We had an important project to do: build and keep updated some transformed tables in BigQuery with data that comes from a transactional system. We needed 3 pieces: the code that build the tables, a place to deploy this code and a scheduler to call it. Given the code piece was in Python, we had to evaluate different platforms to deploy.
The platform chosen was Google Cloud Functions. Actually there is a nice diagram to let you choose among Google services that helped out (but for some reason it was not easy to found). We could’ve tried it deploying on our own hardware server, but a lateral idea with this project was testing the cloud.
Cloud Functions are perhaps the easiest way to deploy your code: given it’s Python, Go or Node.js; for other languages you could try the new Cloud Run, which is basically a docker container that is executed on an external event. A Cloud Function can be triggered using a HTTP call, a Google PubSub message, or some platform internal events (like when a file is uploaded). In our case, we use Google Scheduler (a basic cron) that sends a PubSub message.
Up to here everything sounds perfect, but we found 4 minor problems due to the lack of knowledge of the platform:
DEPLOY AND LOGS WITH DELAY
As you deploy and use the Function on the cloud, the results will come with delay.
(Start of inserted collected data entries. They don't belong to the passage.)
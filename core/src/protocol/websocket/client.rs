/*
 * client.rs
 * Copyright (C) 2026 Chris Burdess
 *
 * This file is part of Segnalibro, a Nostr bookmarking client.
 *
 * Segnalibro is free software: you can redistribute it and/or modify
 * it under the terms of the GNU General Public License as published by
 * the Free Software Foundation, either version 3 of the License, or
 * (at your option) any later version.
 *
 * Segnalibro is distributed in the hope that it will be useful,
 * but WITHOUT ANY WARRANTY; without even the implied warranty of
 * MERCHANTABILITY or FITNESS FOR A PARTICULAR PURPOSE.  See the
 * GNU General Public License for more details.
 *
 * You should have received a copy of the GNU General Public License
 * along with Segnalibro.  If not, see <http://www.gnu.org/licenses/>.
 */

//! WebSocket client: connect to a ws:// or wss:// URL, perform the handshake, return a
//! `WebSocketConnection`.

use bytes::BytesMut;
use std::io;
use tokio::io::{AsyncReadExt, AsyncWriteExt};

use crate::net::NetStream;
use crate::protocol::websocket::connection::WebSocketConnection;
use crate::protocol::websocket::handshake::{
    build_handshake_request, generate_key, parse_handshake_response, verify_response,
};

/// Parsed components of a WebSocket URL.
#[derive(Debug, PartialEq, Eq)]
pub struct WsUrl<'a> {
    pub tls: bool,
    pub host: &'a str,
    pub port: u16,
    pub path: &'a str,
}

/// Parse a ws:// or wss:// URL. Query strings stay part of the path.
pub fn parse_ws_url(url: &str) -> io::Result<WsUrl<'_>> {
    let (tls, rest) = if let Some(r) = url.strip_prefix("wss://") {
        (true, r)
    } else if let Some(r) = url.strip_prefix("ws://") {
        (false, r)
    } else {
        return Err(io::Error::new(
            io::ErrorKind::InvalidInput,
            "URL scheme must be ws or wss",
        ));
    };
    let default_port: u16 = if tls { 443 } else { 80 };

    let (authority, path) = match rest.find(['/', '?']) {
        Some(i) if rest.as_bytes()[i] == b'/' => (&rest[..i], &rest[i..]),
        // "wss://host?x" has an empty path; the request target still needs the leading slash
        Some(i) => (&rest[..i], "/"),
        None => (rest, "/"),
    };

    let (host, port) = if let Some(bracketed) = authority.strip_prefix('[') {
        let end = bracketed.find(']').ok_or_else(|| {
            io::Error::new(io::ErrorKind::InvalidInput, "unterminated IPv6 bracket")
        })?;
        let host = &bracketed[..end];
        let port = match bracketed[end + 1..].strip_prefix(':') {
            Some(p) => parse_port(p)?,
            None => default_port,
        };
        (host, port)
    } else {
        match authority.rfind(':') {
            Some(i) => (&authority[..i], parse_port(&authority[i + 1..])?),
            None => (authority, default_port),
        }
    };

    if host.is_empty() {
        return Err(io::Error::new(io::ErrorKind::InvalidInput, "URL has no host"));
    }
    Ok(WsUrl {
        tls,
        host,
        port,
        path,
    })
}

fn parse_port(s: &str) -> io::Result<u16> {
    s.parse::<u16>()
        .map_err(|_| io::Error::new(io::ErrorKind::InvalidInput, "invalid port"))
}

pub struct WebSocketClient;

impl WebSocketClient {
    /// Connect, upgrade, and return the open connection. No timeout here; callers wrap this
    /// in `tokio::time::timeout`.
    pub async fn connect(url: &str) -> io::Result<WebSocketConnection> {
        let parsed = parse_ws_url(url)?;
        let mut stream = NetStream::connect(parsed.host, parsed.port, parsed.tls).await?;

        let key = generate_key()?;
        let request =
            build_handshake_request(parsed.host, parsed.port, parsed.tls, parsed.path, &key);
        stream.write_all(&request).await?;
        stream.flush().await?;

        let mut read_buf = BytesMut::with_capacity(4096);
        loop {
            let mut tmp = [0u8; 4096];
            let n = stream.read(&mut tmp).await?;
            if n == 0 {
                return Err(io::Error::new(
                    io::ErrorKind::UnexpectedEof,
                    "connection closed during handshake",
                ));
            }
            read_buf.extend_from_slice(&tmp[..n]);
            if let Some((response, consumed)) = parse_handshake_response(&read_buf)? {
                verify_response(&response, &key)?;
                let leftover = read_buf.split_off(consumed);
                return Ok(WebSocketConnection::new(stream, leftover));
            }
        }
    }
}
This is not a real problem, but if you’re get used to work with “tail” or other console scripts to explore the logs, you have to relax and wait a couple of minutes before sentencing your code is not working.
Cloud Function’s documentation says that this product is intended to short-running scripts, so it comes with a 1 minute timeout. We missed this detail at first, and the actual use misled us to think there was no timeout: if you manually launch the Function, apparently there is no timeout and runs for several minutes. But later, having a look at the logs, we found the timeout error (that actually is logged as INFO instead of ERROR!). It seems that when our script uses more than 1 minute, it continues until somebody else asks for resources: so if we are in a relaxed pool, we can be lucky and run it more time.
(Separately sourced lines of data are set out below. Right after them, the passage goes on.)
/*
 * pool.rs
 * Copyright (C) 2026 Chris Burdess
 *
 * This file is part of Segnalibro, a Nostr bookmarking client.
 *
 * Segnalibro is free software: you can redistribute it and/or modify
 * it under the terms of the GNU General Public License as published by
 * the Free Software Foundation, either version 3 of the License, or
 * (at your option) any later version.
 *
 * Segnalibro is distributed in the hope that it will be useful,
 * but WITHOUT ANY WARRANTY; without even the implied warranty of
 * MERCHANTABILITY or FITNESS FOR A PARTICULAR PURPOSE.  See the
 * GNU General Public License for more details.
 *
 * You should have received a copy of the GNU General Public License
 * along with Segnalibro.  If not, see <http://www.gnu.org/licenses/>.
 */

//! Relay pool: fan one query or one publish out to many relays at once.
//!
//! Every relay gets its own future with its own socket and buffer. A relay that fails, hangs
//! or sends garbage only loses its own contribution; the futures are joined and the results
//! merged on the calling task. Dropping the returned future drops every relay future and so
//! every socket.

use std::collections::HashSet;
use std::sync::Arc;
use std::time::Duration;

use futures::future::join_all;
use serde_json::Value;
use thiserror::Error;
use tracing::{debug, info, warn};

use super::error::NostrError;
use super::message::{self, DecodeError, RelayMessage};
use super::transport::{RelayConnector, TransportError, WebSocketConnector};
use super::types::{Filter, NostrEvent, PublishResult, RelayConfig};

/// Why one relay stopped contributing before EOSE.
#[derive(Debug, Error)]
enum RelayTaskError {
    #[error(transparent)]
    Transport(#[from] TransportError),
    #[error(transparent)]
    Decode(#[from] DecodeError),
    #[error("encode REQ: {0}")]
    Encode(#[from] serde_json::Error),
    #[error("connection closed by relay")]
    Closed,
}

/// How a subscription on one relay ended, short of failure or timeout.
#[derive(Debug)]
enum SubscriptionEnd {
    Eose,
    Closed(String),
    Disconnected,
}

/// Per-relay publish outcome.
#[derive(Debug)]
enum PublishOutcome {
    Accepted,
    Rejected(String),
    Failed(String),
}

#[derive(Clone)]
pub struct RelayPool {
    connector: Arc<dyn RelayConnector>,
}

impl RelayPool {
    pub fn new(connector: Arc<dyn RelayConnector>) -> Self {
        Self { connector }
    }

    /// Pool over real WebSocket connections.
    pub fn websocket(connect_timeout: Duration) -> Self {
        Self::new(Arc::new(WebSocketConnector::new(connect_timeout)))
    }

    /// Query every relay in parallel and return the union of stored events, deduplicated by id
    /// in first-seen order. Each relay contributes what it sent before EOSE, CLOSED, failure or
    /// `timeout`, whichever comes first. Never fails.
    pub async fn subscribe_with_timeout(
        &self,
        relays: &[RelayConfig],
        filter: &Filter,
        timeout: Duration,
    ) -> Vec<NostrEvent> {
        if relays.is_empty() {
            return Vec::new();
        }
        let per_relay = join_all(
            relays
                .iter()
                .map(|relay| self.collect_from_relay(&relay.url, filter, timeout)),
        )
        .await;
        dedup_by_id(per_relay.into_iter().flatten())
    }

    async fn collect_from_relay(
        &self,
        url: &str,
        filter: &Filter,
        timeout: Duration,
    ) -> Vec<NostrEvent> {
        let mut events = Vec::new();
        let outcome =
            tokio::time::timeout(timeout, self.drain_subscription(url, filter, &mut events)).await;
        match outcome {
            Ok(Ok(SubscriptionEnd::Eose)) => {
                debug!(relay = url, count = events.len(), "EOSE");
            }
            Ok(Ok(SubscriptionEnd::Closed(reason))) => {
                info!(relay = url, count = events.len(), %reason, "subscription closed by relay");
            }
            Ok(Ok(SubscriptionEnd::Disconnected)) => {
                debug!(relay = url, count = events.len(), "relay disconnected before EOSE");
            }
            Ok(Err(e)) => {
                warn!(relay = url, count = events.len(), error = %e, "subscription failed");
            }
            Err(_) => {
                debug!(relay = url, count = events.len(), "subscription timed out");
            }
        }
        events
    }

    async fn drain_subscription(
        &self,
        url: &str,
        filter: &Filter,
        events: &mut Vec<NostrEvent>,
    ) -> Result<SubscriptionEnd, RelayTaskError> {
        let mut socket = self.connector.connect(url).await?;
        let subscription_id = new_subscription_id();
        socket
            .send_text(&message::encode_req(&subscription_id, filter)?)
            .await?;
        while let Some(text) = socket.recv_text().await? {
            match message::parse_relay_message(&text)? {
                RelayMessage::Event {
                    subscription_id: sid,
                    event,
                } if sid == subscription_id => events.push(event),
                RelayMessage::Eose {
                    subscription_id: sid,
                } if sid == subscription_id => {
                    let _ = socket.send_text(&message::encode_close(&subscription_id)).await;
                    socket.close().await;
                    return Ok(SubscriptionEnd::Eose);
                }
                RelayMessage::Closed {
                    subscription_id: sid,
                    message,
                } if sid == subscription_id => {
                    return Ok(SubscriptionEnd::Closed(message));
                }
                RelayMessage::Unknown { message_type, .. } => {
                    debug!(relay = url, %message_type, "ignoring relay message");
                }
                _ => {}
            }
        }
        Ok(SubscriptionEnd::Disconnected)
    }

    /// Send a signed event to every write relay in parallel. Succeeds when at least one relay
    /// accepts it; otherwise fails with every relay's reason.
    pub async fn publish_event(
        &self,
        relays: &[RelayConfig],
        signed_event_json: &str,
        timeout: Duration,
    ) -> Result<PublishResult, NostrError> {
        let write_relays: Vec<&RelayConfig> = relays.iter().filter(|r| r.write).collect();
        if write_relays.is_empty() {
            return Err(NostrError::NoWriteRelays);
        }
        let event: Value = serde_json::from_str(signed_event_json)
            .map_err(|e| NostrError::InvalidJson(e.to_string()))?;
        let event_id = event
            .get("id")
            .and_then(Value::as_str)
            .filter(|id| !id.trim().is_empty())
            .ok_or(NostrError::MissingEventId)?
            .to_string();
        let frame = message::encode_event(&event);

        let outcomes = join_all(write_relays.iter().map(|relay| {
            let frame = frame.as_str();
            let event_id = event_id.as_str();
            async move {
                let outcome = self.publish_to_relay(&relay.url, frame, event_id, timeout).await;
                (relay.url.clone(), outcome)
            }
        }))
        .await;

        let mut result = PublishResult {
            event_id,
            ..PublishResult::default()
        };
        for (url, outcome) in outcomes {
            match outcome {
                PublishOutcome::Accepted => {
                    result.successful_relays.insert(url);
                }
                PublishOutcome::Rejected(reason) | PublishOutcome::Failed(reason) => {
                    result.failed_relays.push((url, reason));
                }
            }
        }
        if result.successful_relays.is_empty() {
            let details = result
                .failed_relays
                .iter()
                .map(|(url, reason)| format!("{}: {}", url, reason))
                .collect::<Vec<_>>()
                .join("; ");
            warn!(event_id = %result.event_id, "publish failed on every relay");
            return Err(NostrError::AllRelaysFailed(details));
        }
        info!(
            event_id = %result.event_id,
            accepted = result.successful_relays.len(),
            failed = result.failed_relays.len(),
            "published"
        );
        Ok(result)
    }

    async fn publish_to_relay(
        &self,
        url: &str,
        frame: &str,
        event_id: &str,
        timeout: Duration,
    ) -> PublishOutcome {
        match tokio::time::timeout(timeout, self.await_ok(url, frame, event_id)).await {
            Ok(Ok(outcome)) => {
                if let PublishOutcome::Rejected(reason) = &outcome {
                    info!(relay = url, %reason, "event rejected");
                }
                outcome
            }
            Ok(Err(e)) => {
                warn!(relay = url, error = %e, "publish failed");
                PublishOutcome::Failed(e.to_string())
            }
            Err(_) => {
                debug!(relay = url, "publish timed out");
                PublishOutcome::Failed("Timeout".into())
            }
        }
    }

    async fn await_ok(
        &self,
        url: &str,
        frame: &str,
        event_id: &str,
    ) -> Result<PublishOutcome, RelayTaskError> {
        let mut socket = self.connector.connect(url).await?;
        socket.send_text(frame).await?;
        while let Some(text) = socket.recv_text().await? {
            if let RelayMessage::Ok {
                event_id: id,
                accepted,
                message,
            } = message::parse_relay_message(&text)?
            {
                if id != event_id {
                    continue;
                }
                socket.close().await;
                return Ok(if accepted {
                    PublishOutcome::Accepted
                } else if message.is_empty() {
                    PublishOutcome::Rejected("Rejected".into())
                } else {
                    PublishOutcome::Rejected(message)
                });
            }
        }
        Err(RelayTaskError::Closed)
    }

    /// Probe each relay concurrently and keep, in input order, those that accept a connection
    /// within `timeout`.
    pub async fn check_connectivity(
        &self,
        relays: &[RelayConfig],
        timeout: Duration,
    ) -> Vec<RelayConfig> {
        let reachable = join_all(relays.iter().map(|relay| async move {
            match tokio::time::timeout(timeout, self.connector.connect(&relay.url)).await {
                Ok(Ok(mut socket)) => {
                    socket.close().await;
                    true
                }
                Ok(Err(e)) => {
                    debug!(relay = %relay.url, error = %e, "probe failed");
                    false
                }
                Err(_) => {
                    debug!(relay = %relay.url, "probe timed out");
                    false
                }
            }
        }))
        .await;
        relays
            .iter()
            .zip(reachable)
            .filter(|(_, ok)| *ok)
            .map(|(relay, _)| relay.clone())
            .collect()
    }
}

/// Fresh id per relay per query.
fn new_subscription_id() -> String {
    format!("sl_{:016x}", rand::random::<u64>())
}

/// Keep the first occurrence of each event id.
pub fn dedup_by_id(events: impl IntoIterator<Item = NostrEvent>) -> Vec<NostrEvent> {
    let mut seen = HashSet::new();
    events
        .into_iter()
        .filter(|event| seen.insert(event.id.clone()))
        .collect()
}

#[cfg(test)]
mod tests {
    use super::*;

    fn event(id: &str, content: &str) -> NostrEvent {
        NostrEvent {
            id: id.into(),
            pubkey: "pk".into(),
            created_at: 1,
            kind: 1,
            tags: Vec::new(),
            content: content.into(),
            sig: "sig".into(),
        }
    }

    #[test]
    fn dedup_keeps_first_seen() {
        let merged = dedup_by_id(vec![
            event("a", "first"),
            event("b", ""),
            event("a", "second"),
            event("c", ""),
        ]);
        let ids: Vec<_> = merged.iter().map(|e| e.id.as_str()).collect();
        assert_eq!(ids, vec!["a", "b", "c"]);
        assert_eq!(merged[0].content, "first");
    }

    #[test]
    fn subscription_ids_are_fresh() {
        let a = new_subscription_id();
        let b = new_subscription_id();
        assert!(a.starts_with("sl_"));
        assert_eq!(a.len(), 19);
        assert_ne!(a, b);
    }
}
However you can configure, on deploy time, the timeout limit up to 9 minutes. Unluckily our code runs for 11 minutes, so we had to split it.
NO WRITE PERMISSIONS
The library we use does some disk-writing internally, and we didn’t realize it until we saw the problem in the logs. The good thing is that you can just write in /tmp, so we only had to reconfigure the library to write there. The weird thing is that anything that your code writes into /tmp is also written in the function log, so the logs can become difficult to follow.
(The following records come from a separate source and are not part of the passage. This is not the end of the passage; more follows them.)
/*
 * lib.rs
 * Copyright (C) 2026 Chris Burdess
 *
 * This file is part of Segnalibro, a Nostr bookmarking client.
 *
 * Segnalibro is free software: you can redistribute it and/or modify
 * it under the terms of the GNU General Public License as published by
 * the Free Software Foundation, either version 3 of the License, or
 * (at your option) any later version.
 *
 * Segnalibro is distributed in the hope that it will be useful,
 * but WITHOUT ANY WARRANTY; without even the implied warranty of
 * MERCHANTABILITY or FITNESS FOR A PARTICULAR PURPOSE.  See the
 * GNU General Public License for more details.
 *
 * You should have received a copy of the GNU General Public License
 * along with Segnalibro.  If not, see <http://www.gnu.org/licenses/>.
 */

//! Segnalibro core: a Nostr client for web bookmarks and their comments.
//!
//! Relays are queried and written in parallel through [`protocol::nostr::RelayPool`]; the
//! user's relay set comes from their NIP-65 list via
//! [`protocol::nostr::RelayListRepository`]. Bookmarks and comments sit on top in
//! [`bookmark`].

pub mod bookmark;
pub mod config;
pub mod net;
pub mod protocol;

pub use config::{ClientConfig, ConfigError};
This was the most trickiest one! We are using a Python library that, by default, creates 4 threads of execution. For some reason this doesn’t work well on Cloud Functions, and sometimes the connection with BigQuery is closed before all threads have finished. So we had to use an undocumented feature of the library to work only with a single thread.
Summing up, Google Cloud Functions is a lightweight way to execute your Python scripts, with a really way to deploy and use. But sometimes things go wrong under the hood, so you should READ THE LOGS to find out if all is ok. Checking that the final results matches what you expect will help too (for instance, doing automated test-queries that try to find non matching numbers).
Disclaimer: we chose Google Cloud Functions due to the particular background of the company (team, knowledge, etc). Depending on the task to do, you might want to have a look at other more specific products, that could help you better to make ETLs or processing data (for instance, Dataflow/Beam on Google platform).